Deswegen ist es bedenklich, aber nicht verwunderlich, dass viele Menschen heute neosozialistischen Obskuranten ins Netz gehen. Diese propagieren populistische Symptombehandlungen, die das Problem weiter vergrößern würden. Die Attac-Aktivisten sind genauso Meister in diesem Spiel wie die technokratischen Kommunisten der sogenannten „Zeitgeist“-Bewegung und der umstrittene WU-Professor Franz Hörmann – ein Linker, der zuletzt durch unseriöse Äußerungen zu den Verbrechen der Nazis aufgefallen ist.
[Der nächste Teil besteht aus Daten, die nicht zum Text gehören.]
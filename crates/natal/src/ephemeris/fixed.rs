//! Table-backed provider with preset answers.
//!
//! Returns the same longitudes and houses for every time and location, which
//! makes chart assembly reproducible without ephemeris data files.

use crate::ephemeris::provider::{EphemerisError, EphemerisProvider};
use crate::ephemeris::types::{Body, EclipticPosition, GeoLocation, HouseCusps, HouseMethod};
use crate::time::JulianDay;
use std::collections::BTreeMap;

#[derive(Debug, Clone, Default)]
pub struct FixedEphemeris {
    longitudes: BTreeMap<Body, f64>,
    houses: Option<HouseCusps>,
    house_failure: Option<String>,
}

impl FixedEphemeris {
    pub fn new() -> Self {
        Self::default()
    }

    /// Evenly spaced houses starting at 0° Aries, ascendant 0°, midheaven 270°.
    pub fn with_equal_houses(self) -> Self {
        let mut cusps = [0.0; 12];
        for (i, cusp) in cusps.iter_mut().enumerate() {
            *cusp = i as f64 * 30.0;
        }
        self.with_houses(HouseCusps {
            cusps,
            ascendant: 0.0,
            midheaven: 270.0,
        })
    }

    pub fn with_longitude(mut self, body: Body, lon: f64) -> Self {
        self.longitudes.insert(body, lon);
        self
    }

    /// Set longitudes for bodies in chart order; extra values are ignored.
    pub fn with_longitudes(mut self, lons: &[f64]) -> Self {
        for (body, lon) in Body::ALL.iter().zip(lons) {
            self.longitudes.insert(*body, *lon);
        }
        self
    }

    pub fn with_houses(mut self, houses: HouseCusps) -> Self {
        self.houses = Some(houses);
        self
    }

    /// Make every house query fail with `message`.
    pub fn failing_houses(mut self, message: impl Into<String>) -> Self {
        self.house_failure = Some(message.into());
        self
    }
}

impl EphemerisProvider for FixedEphemeris {
    fn position(&self, _jd: JulianDay, body: Body) -> Result<EclipticPosition, EphemerisError> {
        let lon = self
            .longitudes
            .get(&body)
            .copied()
            .ok_or(EphemerisError::UnknownBody { body })?;
        Ok(EclipticPosition {
            lon,
            lat: 0.0,
            distance: 1.0,
            speed_lon: 0.0,
        })
    }

    fn houses(
        &self,
        _jd: JulianDay,
        _location: GeoLocation,
        method: HouseMethod,
    ) -> Result<HouseCusps, EphemerisError> {
        if let Some(message) = &self.house_failure {
            return Err(EphemerisError::HouseCalculationFailed {
                message: message.clone(),
            });
        }
        self.houses
            .ok_or_else(|| EphemerisError::HouseCalculationFailed {
                message: format!("no {} houses configured", method.name()),
            })
    }
}
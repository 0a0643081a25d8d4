use crate::aspects::{Aspect, AspectCalculator, AspectSettings};
use crate::ephemeris::{Body, EphemerisError, EphemerisProvider, GeoLocation};
use crate::error::ChartError;
use crate::houses::{compute_houses, HousePositions};
use crate::positions::{compute_positions, BodyPositions};
use crate::time::{normalize_time, CivilDate, CivilTime, StandardizedTime, UtcOffset};
use crate::zodiac::{annotate, ZodiacSign};
use serde::{Deserialize, Serialize};

/// Who and where a chart is for, as supplied by the caller.
#[derive(Debug, Clone, PartialEq, Serialize, Deserialize)]
pub struct BirthData {
    pub name: String,
    pub date: CivilDate,
    pub time: CivilTime,
    pub utc_offset: UtcOffset,
    pub location: GeoLocation,
    /// Free-form place label (city name); not used in calculations
    #[serde(default, skip_serializing_if = "Option::is_none")]
    pub place: Option<String>,
}

/// A body's longitude with its sign and house.
#[derive(Debug, Clone, Copy, PartialEq, Serialize, Deserialize)]
pub struct BodyPlacement {
    pub body: Body,
    pub longitude: f64,
    pub sign: ZodiacSign,
    pub degree_in_sign: f64,
    pub house: u8,
}

/// A computed natal chart. Read-only once built.
#[derive(Debug, Clone, PartialEq, Serialize, Deserialize)]
pub struct Chart {
    subject: BirthData,
    time: StandardizedTime,
    placements: Vec<BodyPlacement>,
    houses: HousePositions,
    aspects: Vec<Aspect>,
}

impl Chart {
    /// Assemble a chart from already computed positions and houses.
    ///
    /// Every chart body must be present in `positions`.
    pub fn from_parts(
        subject: BirthData,
        time: StandardizedTime,
        positions: &BodyPositions,
        houses: HousePositions,
        calculator: &AspectCalculator,
    ) -> Result<Self, ChartError> {
        let mut placements = Vec::with_capacity(Body::ALL.len());
        for body in Body::ALL {
            let longitude = positions
                .get(body)
                .ok_or(EphemerisError::UnknownBody { body })?;
            let placement = annotate(longitude, &houses.cusps)?;
            placements.push(BodyPlacement {
                body,
                longitude,
                sign: placement.sign,
                degree_in_sign: placement.degree_in_sign,
                house: placement.house,
            });
        }

        let aspects = calculator.compute_aspects(positions);

        Ok(Self {
            subject,
            time,
            placements,
            houses,
            aspects,
        })
    }

    pub fn subject(&self) -> &BirthData {
        &self.subject
    }

    pub fn time(&self) -> &StandardizedTime {
        &self.time
    }

    /// Placements in chart order, one per body.
    pub fn placements(&self) -> &[BodyPlacement] {
        &self.placements
    }

    pub fn placement(&self, body: Body) -> Option<&BodyPlacement> {
        self.placements.iter().find(|p| p.body == body)
    }

    pub fn houses(&self) -> &HousePositions {
        &self.houses
    }

    pub fn aspects(&self) -> &[Aspect] {
        &self.aspects
    }

    /// Longitudes of the placements, for re-deriving aspects.
    pub fn positions(&self) -> BodyPositions {
        self.placements
            .iter()
            .map(|p| (p.body, p.longitude))
            .collect()
    }
}

/// Runs the whole pipeline against one ephemeris provider.
pub struct ChartAssembler<P> {
    provider: P,
    calculator: AspectCalculator,
}

impl<P: EphemerisProvider> ChartAssembler<P> {
    pub fn new(provider: P) -> Self {
        Self::with_settings(provider, AspectSettings::default())
    }

    pub fn with_settings(provider: P, settings: AspectSettings) -> Self {
        Self {
            provider,
            calculator: AspectCalculator::new(settings),
        }
    }

    pub fn provider(&self) -> &P {
        &self.provider
    }

    pub fn calculator(&self) -> &AspectCalculator {
        &self.calculator
    }

    /// Compute the natal chart for `subject`. Fails as a whole if any step does.
    pub fn assemble(&self, subject: &BirthData) -> Result<Chart, ChartError> {
        let time = normalize_time(subject.date, subject.time, subject.utc_offset)?;
        log::debug!(
            "Chart for {}: local {:02}.{:02}.{:04} {:02}:{:02} {} -> {} (JD {})",
            subject.name,
            subject.date.day,
            subject.date.month,
            subject.date.year,
            subject.time.hour,
            subject.time.minute,
            subject.utc_offset,
            time.utc.to_rfc3339(),
            time.julian_day
        );

        let houses = compute_houses(&self.provider, time.julian_day, subject.location)?;
        let positions = compute_positions(&self.provider, time.julian_day)?;

        let chart = Chart::from_parts(
            subject.clone(),
            time,
            &positions,
            houses,
            &self.calculator,
        )?;
        log::debug!(
            "Chart for {}: asc {:.2}, mc {:.2}, {} aspects",
            subject.name,
            chart.houses.ascendant,
            chart.houses.midheaven,
            chart.aspects.len()
        );
        Ok(chart)
    }
}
Hörmann träumt – wie einst Lenin – vom „Ende des Geldes“. Die Russen bekamen Stalin, aber Hörmann und seine Fans glauben trotzdem fest an das Bevorstehen eines computergesteuerten Utopia.
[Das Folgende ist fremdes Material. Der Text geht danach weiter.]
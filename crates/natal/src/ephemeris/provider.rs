use crate::ephemeris::types::{Body, EclipticPosition, GeoLocation, HouseCusps, HouseMethod};
use crate::time::JulianDay;
use thiserror::Error;

/// Errors that can occur during ephemeris calculations
#[derive(Error, Debug, Clone, PartialEq)]
pub enum EphemerisError {
    #[error("Ephemeris file not found at path: {path}. {message}")]
    FileNotFound { path: String, message: String },
    #[error("Failed to calculate position for {body} at JD {jd}: {message}")]
    CalculationFailed {
        body: Body,
        jd: f64,
        message: String,
    },
    #[error("House calculation failed: {message}")]
    HouseCalculationFailed { message: String },
    #[error("No position available for {body}")]
    UnknownBody { body: Body },
}

/// Capability interface over an ephemeris back-end.
///
/// Implementations answer blocking queries and must tolerate being shared
/// between threads; a back-end with global state serializes internally.
pub trait EphemerisProvider: Send + Sync {
    /// Ecliptic position of `body` at `jd` (UT).
    fn position(&self, jd: JulianDay, body: Body) -> Result<EclipticPosition, EphemerisError>;

    /// House cusps and angles for an observer at `location`.
    fn houses(
        &self,
        jd: JulianDay,
        location: GeoLocation,
        method: HouseMethod,
    ) -> Result<HouseCusps, EphemerisError>;
}
//! Natal chart computation: birth time normalization, planetary longitudes,
//! Placidus houses, sign/house placement and major aspects.

pub mod aspects;
pub mod chart;
pub mod ephemeris;
pub mod error;
pub mod houses;
pub mod positions;
pub mod time;
pub mod zodiac;

pub use aspects::{Aspect, AspectCalculator, AspectKind, AspectSettings};
pub use chart::{BirthData, BodyPlacement, Chart, ChartAssembler, ChartRecord};
pub use ephemeris::{Body, EphemerisError, EphemerisProvider, FixedEphemeris, GeoLocation, SwissEphemerisAdapter};
pub use error::ChartError;
pub use houses::{compute_houses, HousePositions};
pub use positions::{compute_positions, BodyPositions};
pub use time::{normalize_time, CivilDate, CivilTime, JulianDay, StandardizedTime, UtcOffset};
pub use zodiac::{annotate, house_of, sign_of, Placement, ZodiacSign};
//! Zodiac sign and house lookup for ecliptic longitudes.

use crate::error::ChartError;
use serde::{Deserialize, Serialize};
use std::fmt;

#[derive(Debug, Clone, Copy, PartialEq, Eq, PartialOrd, Ord, Hash, Serialize, Deserialize)]
#[serde(rename_all = "lowercase")]
pub enum ZodiacSign {
    Aries,
    Taurus,
    Gemini,
    Cancer,
    Leo,
    Virgo,
    Libra,
    Scorpio,
    Sagittarius,
    Capricorn,
    Aquarius,
    Pisces,
}

const SIGN_ORDER: [ZodiacSign; 12] = [
    ZodiacSign::Aries,
    ZodiacSign::Taurus,
    ZodiacSign::Gemini,
    ZodiacSign::Cancer,
    ZodiacSign::Leo,
    ZodiacSign::Virgo,
    ZodiacSign::Libra,
    ZodiacSign::Scorpio,
    ZodiacSign::Sagittarius,
    ZodiacSign::Capricorn,
    ZodiacSign::Aquarius,
    ZodiacSign::Pisces,
];

impl ZodiacSign {
    /// Sign for an index; wraps modulo 12.
    pub fn from_index(index: usize) -> Self {
        SIGN_ORDER[index % 12]
    }

    pub fn from_longitude(longitude: f64) -> Self {
        Self::from_index(sign_of(longitude))
    }

    pub fn index(self) -> usize {
        self as usize
    }

    pub fn name(self) -> &'static str {
        match self {
            ZodiacSign::Aries => "Aries",
            ZodiacSign::Taurus => "Taurus",
            ZodiacSign::Gemini => "Gemini",
            ZodiacSign::Cancer => "Cancer",
            ZodiacSign::Leo => "Leo",
            ZodiacSign::Virgo => "Virgo",
            ZodiacSign::Libra => "Libra",
            ZodiacSign::Scorpio => "Scorpio",
            ZodiacSign::Sagittarius => "Sagittarius",
            ZodiacSign::Capricorn => "Capricorn",
            ZodiacSign::Aquarius => "Aquarius",
            ZodiacSign::Pisces => "Pisces",
        }
    }
}

impl fmt::Display for ZodiacSign {
    fn fmt(&self, f: &mut fmt::Formatter<'_>) -> fmt::Result {
        f.write_str(self.name())
    }
}

/// Normalize an angle to [0, 360) degrees.
pub fn normalize_degrees(deg: f64) -> f64 {
    let r = deg.rem_euclid(360.0);
    // rem_euclid can round up to exactly 360 for tiny negative inputs
    if r >= 360.0 { 0.0 } else { r }
}

/// Sign index 0..=11 (Aries = 0). Periodic in 360°.
pub fn sign_of(longitude: f64) -> usize {
    (longitude / 30.0).floor().rem_euclid(12.0) as usize
}

/// Degrees past the start of the sign, in [0, 30).
pub fn degree_in_sign(longitude: f64) -> f64 {
    normalize_degrees(longitude) % 30.0
}

/// House number 1..=12 for `longitude` given cusps of houses 1..12.
///
/// A cusp pair whose start is not below its end is taken to wrap through 0°.
/// `None` means the cusps do not cover the longitude, which only happens with
/// malformed cusp data.
pub fn house_of(longitude: f64, cusps: &[f64; 12]) -> Option<u8> {
    for i in 0..12 {
        let start = cusps[i];
        let end = cusps[(i + 1) % 12];
        let inside = if start < end {
            start <= longitude && longitude < end
        } else {
            longitude >= start || longitude < end
        };
        if inside {
            return Some(i as u8 + 1);
        }
    }
    None
}

/// Sign and house of a longitude.
#[derive(Debug, Clone, Copy, PartialEq, Serialize, Deserialize)]
pub struct Placement {
    pub sign: ZodiacSign,
    pub degree_in_sign: f64,
    pub house: u8,
}

pub fn annotate(longitude: f64, cusps: &[f64; 12]) -> Result<Placement, ChartError> {
    let house = house_of(longitude, cusps).ok_or(ChartError::MalformedCusps {
        longitude,
        cusps: *cusps,
    })?;
    Ok(Placement {
        sign: ZodiacSign::from_longitude(longitude),
        degree_in_sign: degree_in_sign(longitude),
        house,
    })
}

#[cfg(test)]
mod tests {
    use super::*;

    #[test]
    fn normalize_wraps_both_ways() {
        assert_eq!(normalize_degrees(360.0), 0.0);
        assert!((normalize_degrees(-10.0) - 350.0).abs() < 1e-12);
        assert!((normalize_degrees(730.0) - 10.0).abs() < 1e-12);
    }

    #[test]
    fn degree_in_sign_is_below_thirty() {
        assert!((degree_in_sign(45.5) - 15.5).abs() < 1e-12);
        assert!((degree_in_sign(-0.5) - 29.5).abs() < 1e-12);
    }

    #[test]
    fn sign_names_follow_index() {
        assert_eq!(ZodiacSign::from_index(0), ZodiacSign::Aries);
        assert_eq!(ZodiacSign::from_index(11).name(), "Pisces");
        assert_eq!(ZodiacSign::Leo.index(), 4);
    }
}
Diese Bewegungen sind sich unter dem Strich sogar weitgehend einig mit den Herrschern unserer heutigen Finanzoligarchie, die die guten Absichten der Empörten missbrauchen, um ihre Kontrolle weiter auszubauen. Nicht umsonst hat ausgerechnet der Multimilliardär George Soros den Begriff vom bösen „Marktfetischismus“ populär gemacht. Die Eliten haben kein Problem mit der Forderung der Masse nach neuen Regeln. Sie schreiben diese Regeln.

Es ist allerhöchste Zeit, dass die Empörten anfangen zu begreifen, dass die Formel Status quo = Kapitalismus = Krise schlichtweg falsch ist. Die ach so „kapitalistische“ westliche Welt ist längst zu einem Versuchslabor sozialistischer Klempner verkommen, in dem der überwiegende Teil der Wirtschaft zentral gesteuert wird: das Geldsystem, die Löhne und die Zinsen. Jetzt werden auch noch die Banken nach und nach verstaatlicht.
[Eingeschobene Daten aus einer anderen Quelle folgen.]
use crate::aspects::types::{Aspect, AspectKind, AspectSettings};
use crate::ephemeris::Body;
use crate::positions::BodyPositions;
use crate::zodiac::sign_of;

/// Shortest-arc distance between two longitudes, in [0, 180].
pub fn angular_separation(lon1: f64, lon2: f64) -> f64 {
    let raw_diff = (lon1 - lon2).abs() % 360.0;
    if raw_diff > 180.0 {
        360.0 - raw_diff
    } else {
        raw_diff
    }
}

/// Aspect calculator
#[derive(Debug, Clone, Default)]
pub struct AspectCalculator {
    settings: AspectSettings,
}

impl AspectCalculator {
    pub fn new(settings: AspectSettings) -> Self {
        Self { settings }
    }

    pub fn settings(&self) -> &AspectSettings {
        &self.settings
    }

    /// Aspects between every pair of bodies.
    ///
    /// Pairs are visited in chart order (first body ascending, then second),
    /// and each pair's aspects follow `AspectKind::ALL`.
    pub fn compute_aspects(&self, positions: &BodyPositions) -> Vec<Aspect> {
        let bodies: Vec<(Body, f64)> = positions.iter().collect();

        let mut aspects = Vec::new();
        for i in 0..bodies.len() {
            for j in (i + 1)..bodies.len() {
                let (body1, lon1) = bodies[i];
                let (body2, lon2) = bodies[j];
                aspects.extend(self.calculate_aspects(body1, lon1, body2, lon2));
            }
        }
        aspects
    }

    /// Every aspect kind the two longitudes form within their allowed orb.
    pub fn calculate_aspects(&self, body1: Body, lon1: f64, body2: Body, lon2: f64) -> Vec<Aspect> {
        let separation = angular_separation(lon1, lon2);
        let same_sign = sign_of(lon1) == sign_of(lon2);

        AspectKind::ALL
            .iter()
            .filter_map(|&kind| {
                let orb = (separation - kind.angle()).abs();
                let allowed_orb = self.allowed_orb(kind, body1, body2, same_sign);
                (orb <= allowed_orb).then_some(Aspect {
                    from: body1,
                    to: body2,
                    kind,
                    separation,
                    orb,
                    allowed_orb,
                })
            })
            .collect()
    }

    /// Larger of the two body allowances, reduced when the bodies sit in
    /// different signs.
    pub fn allowed_orb(&self, kind: AspectKind, body1: Body, body2: Body, same_sign: bool) -> f64 {
        let base = self.settings.orb_for(body1).max(self.settings.orb_for(body2));
        if same_sign {
            base
        } else if kind == AspectKind::Conjunction {
            base * self.settings.cross_sign_conjunction_factor
        } else {
            base * self.settings.cross_sign_factor
        }
    }
}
Nein, der „freie Markt“ kann keine Schuld an der Krise haben, weil er kaum existiert. Er wäre aber ein Teil der Lösung, würde man ihm eine Chance geben. Das natürliche Geldsystem entsteht aus dem menschlichen Handeln heraus und wird vom gesetzlichen Geldsystem lediglich unterdrückt. Auch die gefährlichen Finanzmarktmanöver der Banken wären in einem „freien Markt“ ohne Zentralbanken beendet. Kapitalismus ist vor allem eine Beschreibung des menschlichen Tuns. Jede Einschränkung dieses Tuns ist ein autoritärer Akt, der sich gegen die Freiheit der Menschen richtet. Bisher haben wir den Sozialismus in seiner Kuschelvariante „Sozialstaat“ erlebt. Setzt sich aber die Mär durch, dass der Kapitalismus an der Krise schuld sei, dann stehen uns dunkle Zeiten bevor.